Ilkka Kuusisto died on 20 February 2025, at the age of 91.

== Works ==
Kuusisto's compositions covers a broad range of genres, including opera, stage and film music, jazz and choral works. He was one of Finland's most prolific composers of operas, from humorous works to grand opera, including musicals for children. The first of his 18 operas was Moominooppera in 1974. Tove Jansson, who had created the Moomins characters, wrote the libretto and designed the costumes. He composed children's songs for the work.
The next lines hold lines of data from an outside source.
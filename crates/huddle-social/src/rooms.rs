//! Room administration.
//!
//! Owners create rooms, toggle them open or closed, rename them and delete
//! them. Deleting a room removes its presence records and messages in the
//! same batch.

use std::sync::Arc;

use huddle_common::{Room, RoomId, StoreError};
use huddle_store::{encode, Direction, DocumentStore, FieldUpdate, Query, WriteBatch};
use serde_json::Value;
use subtle::ConstantTimeEq;
use thiserror::Error;
use tracing::info;

use crate::identity::Identity;
use crate::protocol::{collections, fields, presence_collection, room_path};

/// Rooms an owner may hold at once unless configured otherwise.
pub const DEFAULT_MAX_ROOMS_PER_OWNER: usize = 3;

#[derive(Debug, Error)]
pub enum RoomError {
    #[error("room name must not be empty")]
    EmptyName,

    #[error("room limit reached: at most {0} rooms per owner")]
    LimitReached(usize),

    #[error("room not found: {0}")]
    NotFound(RoomId),

    #[error("room is closed: {0}")]
    Inactive(RoomId),

    #[error("message exceeds {0} characters")]
    MessageTooLong(usize),

    #[error("message not found: {0}")]
    MessageNotFound(String),

    #[error("message {0} carries no poll")]
    NoPoll(String),

    #[error("room store error: {0}")]
    Store(#[from] StoreError),
}

/// Fields for a new room.
#[derive(Debug, Clone)]
pub struct NewRoom {
    pub name: String,
    pub admin_name: Option<String>,
    pub admin_password: String,
}

/// A partial room edit. `None` leaves the field untouched.
#[derive(Debug, Clone, Default)]
pub struct RoomUpdate {
    pub name: Option<String>,
    pub admin_name: Option<String>,
    pub admin_password: Option<String>,
}

impl RoomUpdate {
    pub fn is_empty(&self) -> bool {
        self.name.is_none() && self.admin_name.is_none() && self.admin_password.is_none()
    }
}

/// Room CRUD over a document store.
#[derive(Clone)]
pub struct RoomService {
    store: Arc<dyn DocumentStore>,
    max_rooms_per_owner: usize,
}

impl RoomService {
    pub fn new(store: Arc<dyn DocumentStore>) -> Self {
        Self {
            store,
            max_rooms_per_owner: DEFAULT_MAX_ROOMS_PER_OWNER,
        }
    }

    pub fn with_room_limit(mut self, max_rooms_per_owner: usize) -> Self {
        self.max_rooms_per_owner = max_rooms_per_owner;
        self
    }

    /// Create an open room with no one online.
    ///
    /// With an `owner`, the room is attributed to them and counts against
    /// their room limit. Without one it is an anonymous admin room.
    pub async fn create_room(
        &self,
        room: NewRoom,
        owner: Option<&Identity>,
    ) -> Result<RoomId, RoomError> {
        let name = room.name.trim();
        if name.is_empty() {
            return Err(RoomError::EmptyName);
        }

        if let Some(owner) = owner {
            let owned = self.owned_rooms(&owner.user_id).await?;
            if owned.len() >= self.max_rooms_per_owner {
                return Err(RoomError::LimitReached(self.max_rooms_per_owner));
            }
        }

        let doc = Room {
            id: RoomId::default(),
            name: name.to_string(),
            admin_password: room.admin_password,
            admin_name: room.admin_name.clone(),
            active: true,
            online_count: 0,
            created_at: 0,
            owner_id: owner.map(|o| o.user_id.clone()),
            owner_email: owner.and_then(|o| o.email.clone()),
            owner_display_name: owner.map(|o| {
                o.display_name
                    .clone()
                    .or(room.admin_name)
                    .unwrap_or_else(|| o.label().to_string())
            }),
        };

        let path = self
            .store
            .add(collections::ROOMS, encode(&doc)?, &[fields::CREATED_AT])
            .await?;
        let id = RoomId::from(path.id());
        info!(room = %id, name = %doc.name, owner = ?doc.owner_id, "room created");
        Ok(id)
    }

    pub async fn get_room(&self, id: &RoomId) -> Result<Room, RoomError> {
        let doc = self
            .store
            .get(&room_path(id))
            .await?
            .ok_or_else(|| RoomError::NotFound(id.clone()))?;
        let mut room: Room = doc.decode()?;
        room.id = id.clone();
        Ok(room)
    }

    /// Fetch a room a participant is about to enter. Closed rooms are
    /// rejected.
    pub async fn open_room(&self, id: &RoomId) -> Result<Room, RoomError> {
        let room = self.get_room(id).await?;
        if !room.active {
            return Err(RoomError::Inactive(id.clone()));
        }
        Ok(room)
    }

    /// Check an admin password in constant time.
    pub async fn verify_admin_password(
        &self,
        id: &RoomId,
        password: &str,
    ) -> Result<bool, RoomError> {
        let room = self.get_room(id).await?;
        Ok(bool::from(
            room.admin_password.as_bytes().ct_eq(password.as_bytes()),
        ))
    }

    pub async fn set_active(&self, id: &RoomId, active: bool) -> Result<(), RoomError> {
        let update = vec![(fields::ACTIVE.to_string(), FieldUpdate::Set(Value::Bool(active)))];
        self.store
            .update(&room_path(id), update)
            .await
            .map_err(|e| not_found_as(e, id))?;
        info!(room = %id, active, "room status changed");
        Ok(())
    }

    pub async fn update_room(&self, id: &RoomId, update: RoomUpdate) -> Result<(), RoomError> {
        if update.is_empty() {
            return Ok(());
        }

        let mut changes = Vec::new();
        if let Some(name) = update.name {
            let name = name.trim();
            if name.is_empty() {
                return Err(RoomError::EmptyName);
            }
            changes.push((fields::NAME.to_string(), FieldUpdate::Set(name.into())));
        }
        if let Some(admin_name) = update.admin_name {
            changes.push((fields::ADMIN_NAME.to_string(), FieldUpdate::Set(admin_name.into())));
        }
        if let Some(password) = update.admin_password {
            changes.push((fields::ADMIN_PASSWORD.to_string(), FieldUpdate::Set(password.into())));
        }

        self.store
            .update(&room_path(id), changes)
            .await
            .map_err(|e| not_found_as(e, id))?;
        info!(room = %id, "room updated");
        Ok(())
    }

    /// Delete a room with its presence records and messages.
    pub async fn delete_room(&self, id: &RoomId) -> Result<(), RoomError> {
        let presence = self
            .store
            .query(&Query::new(presence_collection(id)))
            .await?;
        let messages = self
            .store
            .query(&Query::new(collections::MESSAGES).where_eq(fields::ROOM_ID, id.as_str()))
            .await?;

        let mut batch = WriteBatch::new().delete_existing(room_path(id));
        for doc in presence.iter().chain(messages.iter()) {
            batch = batch.delete(doc.path.clone());
        }

        self.store
            .commit(batch)
            .await
            .map_err(|e| not_found_as(e, id))?;
        info!(
            room = %id,
            presence = presence.len(),
            messages = messages.len(),
            "room deleted"
        );
        Ok(())
    }

    /// Rooms owned by `owner_id`, newest first.
    pub async fn owned_rooms(&self, owner_id: &str) -> Result<Vec<Room>, RoomError> {
        let query = Query::new(collections::ROOMS)
            .where_eq(fields::OWNER_ID, owner_id)
            .order_by(fields::CREATED_AT, Direction::Descending);

        self.store
            .query(&query)
            .await?
            .into_iter()
            .map(|doc| -> Result<Room, RoomError> {
                let mut room: Room = doc.decode()?;
                room.id = RoomId::from(doc.id());
                Ok(room)
            })
            .collect()
    }
}

impl std::fmt::Debug for RoomService {
    fn fmt(&self, f: &mut std::fmt::Formatter<'_>) -> std::fmt::Result {
        f.debug_struct("RoomService")
            .field("max_rooms_per_owner", &self.max_rooms_per_owner)
            .finish_non_exhaustive()
    }
}

fn not_found_as(error: StoreError, id: &RoomId) -> RoomError {
    match error {
        StoreError::NotFound(_) => RoomError::NotFound(id.clone()),
        other => RoomError::Store(other),
    }
}

#[cfg(test)]
mod tests {
    use huddle_common::Participant;
    use huddle_store::MemoryStore;

    use super::*;
    use crate::presence::PresenceManager;

    fn service() -> (MemoryStore, RoomService) {
        let mem = MemoryStore::new();
        let service = RoomService::new(Arc::new(mem.clone()));
        (mem, service)
    }

    fn new_room(name: &str) -> NewRoom {
        NewRoom {
            name: name.into(),
            admin_name: Some("Teacher".into()),
            admin_password: "secret".into(),
        }
    }

    fn owner() -> Identity {
        Identity::new("u1").with_email("owner@example.com")
    }

    #[tokio::test]
    async fn create_and_get() {
        let (_mem, rooms) = service();
        let id = rooms.create_room(new_room("  Lecture "), None).await.unwrap();
        let room = rooms.get_room(&id).await.unwrap();

        assert_eq!(room.id, id);
        assert_eq!(room.name, "Lecture");
        assert!(room.active);
        assert_eq!(room.online_count, 0);
        assert!(room.created_at > 0);
        assert!(room.owner_id.is_none());
    }

    #[tokio::test]
    async fn owner_fields_are_recorded() {
        let (_mem, rooms) = service();
        let id = rooms.create_room(new_room("Lecture"), Some(&owner())).await.unwrap();
        let room = rooms.get_room(&id).await.unwrap();

        assert_eq!(room.owner_id.as_deref(), Some("u1"));
        assert_eq!(room.owner_email.as_deref(), Some("owner@example.com"));
        // No display name on the account: the admin name stands in.
        assert_eq!(room.owner_display_name.as_deref(), Some("Teacher"));
    }

    #[tokio::test]
    async fn empty_name_is_rejected() {
        let (mem, rooms) = service();
        let err = rooms.create_room(new_room("   "), None).await.unwrap_err();
        assert!(matches!(err, RoomError::EmptyName));
        assert_eq!(mem.document_count(collections::ROOMS), 0);
    }

    #[tokio::test]
    async fn owner_limit_is_enforced() {
        let (_mem, rooms) = service();
        let owner = owner();
        for i in 0..3 {
            rooms
                .create_room(new_room(&format!("Room {i}")), Some(&owner))
                .await
                .unwrap();
        }
        let err = rooms
            .create_room(new_room("Room 4"), Some(&owner))
            .await
            .unwrap_err();
        assert!(matches!(err, RoomError::LimitReached(3)));

        // Other owners and anonymous rooms are unaffected.
        rooms
            .create_room(new_room("Other"), Some(&Identity::new("u2")))
            .await
            .unwrap();
        rooms.create_room(new_room("Anon"), None).await.unwrap();
    }

    #[tokio::test]
    async fn configured_limit_applies() {
        let mem = MemoryStore::new();
        let rooms = RoomService::new(Arc::new(mem)).with_room_limit(1);
        rooms.create_room(new_room("A"), Some(&owner())).await.unwrap();
        let err = rooms.create_room(new_room("B"), Some(&owner())).await.unwrap_err();
        assert!(matches!(err, RoomError::LimitReached(1)));
    }

    #[tokio::test]
    async fn owned_rooms_newest_first() {
        let (_mem, rooms) = service();
        let owner = owner();
        let first = rooms.create_room(new_room("First"), Some(&owner)).await.unwrap();
        let second = rooms.create_room(new_room("Second"), Some(&owner)).await.unwrap();
        rooms.create_room(new_room("Anon"), None).await.unwrap();

        let owned = rooms.owned_rooms("u1").await.unwrap();
        let ids: Vec<_> = owned.iter().map(|r| r.id.clone()).collect();
        assert_eq!(ids, vec![second, first]);
    }

    #[tokio::test]
    async fn password_check() {
        let (_mem, rooms) = service();
        let id = rooms.create_room(new_room("Lecture"), None).await.unwrap();
        assert!(rooms.verify_admin_password(&id, "secret").await.unwrap());
        assert!(!rooms.verify_admin_password(&id, "secre").await.unwrap());
        assert!(!rooms.verify_admin_password(&id, "").await.unwrap());
    }

    #[tokio::test]
    async fn closed_room_cannot_be_opened() {
        let (_mem, rooms) = service();
        let id = rooms.create_room(new_room("Lecture"), None).await.unwrap();
        rooms.set_active(&id, false).await.unwrap();

        assert!(!rooms.get_room(&id).await.unwrap().active);
        assert!(matches!(rooms.open_room(&id).await, Err(RoomError::Inactive(_))));

        rooms.set_active(&id, true).await.unwrap();
        assert!(rooms.open_room(&id).await.is_ok());
    }

    #[tokio::test]
    async fn missing_room_errors() {
        let (_mem, rooms) = service();
        let id = RoomId::from("nope");
        assert!(matches!(rooms.get_room(&id).await, Err(RoomError::NotFound(_))));
        assert!(matches!(rooms.set_active(&id, false).await, Err(RoomError::NotFound(_))));
        assert!(matches!(rooms.delete_room(&id).await, Err(RoomError::NotFound(_))));
    }

    #[tokio::test]
    async fn update_changes_only_given_fields() {
        let (_mem, rooms) = service();
        let id = rooms.create_room(new_room("Lecture"), None).await.unwrap();
        rooms
            .update_room(
                &id,
                RoomUpdate {
                    admin_password: Some("new-secret".into()),
                    ..Default::default()
                },
            )
            .await
            .unwrap();

        let room = rooms.get_room(&id).await.unwrap();
        assert_eq!(room.name, "Lecture");
        assert_eq!(room.admin_password, "new-secret");

        let err = rooms
            .update_room(
                &id,
                RoomUpdate {
                    name: Some(" ".into()),
                    ..Default::default()
                },
            )
            .await
            .unwrap_err();
        assert!(matches!(err, RoomError::EmptyName));
    }

    #[tokio::test]
    async fn delete_cascades_to_presence_and_messages() {
        let (mem, rooms) = service();
        let store: Arc<dyn DocumentStore> = Arc::new(mem.clone());
        let keep = rooms.create_room(new_room("Keep"), None).await.unwrap();
        let id = rooms.create_room(new_room("Doomed"), None).await.unwrap();

        let alice = PresenceManager::new(Arc::clone(&store), id.clone(), Participant::new("Alice"));
        alice.join().await.unwrap();

        let chat = crate::chat::ChatService::new(Arc::clone(&store));
        let author = Participant::new("Alice");
        chat.send_message(&id, &author, "bye", None).await.unwrap();
        chat.send_message(&keep, &author, "stay", None).await.unwrap();

        rooms.delete_room(&id).await.unwrap();

        assert!(matches!(rooms.get_room(&id).await, Err(RoomError::NotFound(_))));
        assert_eq!(mem.document_count(&presence_collection(&id)), 0);
        assert_eq!(mem.document_count(collections::MESSAGES), 1);
        assert!(rooms.get_room(&keep).await.is_ok());

        // The departing session finds nothing left to clean up.
        alice.leave().await;
        assert_eq!(mem.document_count(collections::ROOMS), 1);
    }
}
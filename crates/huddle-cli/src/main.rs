//! huddle: drives live rooms against the in-process document store.
//!
//! `huddle simulate` plays a short session the way a browser client would:
//! participants subscribe to a room, chat, run a poll, lose and regain the
//! network, then leave. `huddle config` prints or initialises the config.

mod simulate;

use std::path::PathBuf;

use clap::{Parser, Subcommand};
use huddle_common::HuddleError;
use huddle_config::{config_to_json, toml_loader, HuddleConfig};

#[derive(Parser)]
#[command(name = "huddle", about = "Live room presence and chat simulator")]
struct Args {
    /// Config file to use instead of `$HUDDLE_CONFIG` or the platform default.
    #[arg(short, long, global = true)]
    config: Option<PathBuf>,

    #[command(subcommand)]
    command: Command,
}

#[derive(Subcommand)]
enum Command {
    /// Run a room session with simulated participants.
    Simulate(simulate::SimulateArgs),
    /// Print the effective configuration as JSON.
    Config {
        /// Write a commented default config file if none exists.
        #[arg(long)]
        init: bool,
    },
}

#[tokio::main]
async fn main() -> Result<(), HuddleError> {
    let args = Args::parse();

    if let Command::Config { init: true } = args.command {
        return init_config(args.config);
    }

    let config = load(args.config.as_deref())?;

    tracing_subscriber::fmt()
        .with_env_filter(
            tracing_subscriber::EnvFilter::try_from_default_env()
                .unwrap_or_else(|_| config.logging.level.as_filter().into()),
        )
        .init();

    match args.command {
        Command::Simulate(sim) => simulate::run(&config, sim).await,
        Command::Config { .. } => {
            println!("{}", config_to_json(&config));
            Ok(())
        }
    }
}

fn load(path: Option<&std::path::Path>) -> Result<HuddleConfig, HuddleError> {
    let config = match path {
        Some(path) => huddle_config::load_config_from(path)?,
        None => huddle_config::load_config()?,
    };
    Ok(config)
}

fn init_config(path: Option<PathBuf>) -> Result<(), HuddleError> {
    let path = match path {
        Some(path) => path,
        None => toml_loader::default_config_path()?,
    };
    if path.exists() {
        println!("config already exists at {}", path.display());
    } else {
        toml_loader::create_default_config(&path)?;
        println!("wrote default config to {}", path.display());
    }
    Ok(())
}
His music remained tonal, with exceptions as "spices". He also worked as arranger.

Kuusisto's Divertimento for strings was recorded by the Tapiola Youth Strings conducted by Heikki Pekkarinen, combined with works by other Finnish composers, in 2005. His Symphony No. 1 was recorded in 2010, combined with the Concertino improvvisando for violin and small orchestra and the cantata Kun talo alkaa soida, with his son Pekka Kuusisto and baritone Jorma Hynninen as soloists and the Lahti Symphony Orchestra, conducted by his son Jaakko Kuusisto. The composer said that he composed the symphony in "a state of summer enchantment". The cantata, composed in 1982, sets text from the Bible, the Kalevala poem and by Schopenhauer.

Kuusisto's works include:

=== Orchestral ===
- Symphony No. 1 (1998)
- Concertino improvvisando for violin & small orchestra (2006)

=== Vocal ===
- Kun talo alkaa soida (When the House Begins to Resound) for baritone & orchestra (1992)

=== Opera ===
- Muumiooppera (1974)
- Miehen kylkiluu (1977)
- Sota valosta (1980)
- Jääkäri Ståhl (1981)
- Pierrot ja yön salaisuudet (1991)
- Postineiti (1992)
- Neiti Julie (1994)
- Gabriel, tule takaisin! (1998)
- Isänmaan tyttäret (1998)
- Nainen kuin jäätynyt samppanja (1999)
- Kuninkaan sormus (2000)
- Pula! (2002)
- Matilda ja Nikolai (2003)
- Kotia kohti (2006)
- Vapauden vanki (2006)
- Taipaleenjoki (2009)

=== Screen ===
- Rakkaus alkaa aamuyöstä (1966)

== Awards and honours ==
In 1984, Kuusisto received the Pro Finlandia medal of the Order of the Lion of Finland. In 1992, he was awarded an honorary doctorate (Professori).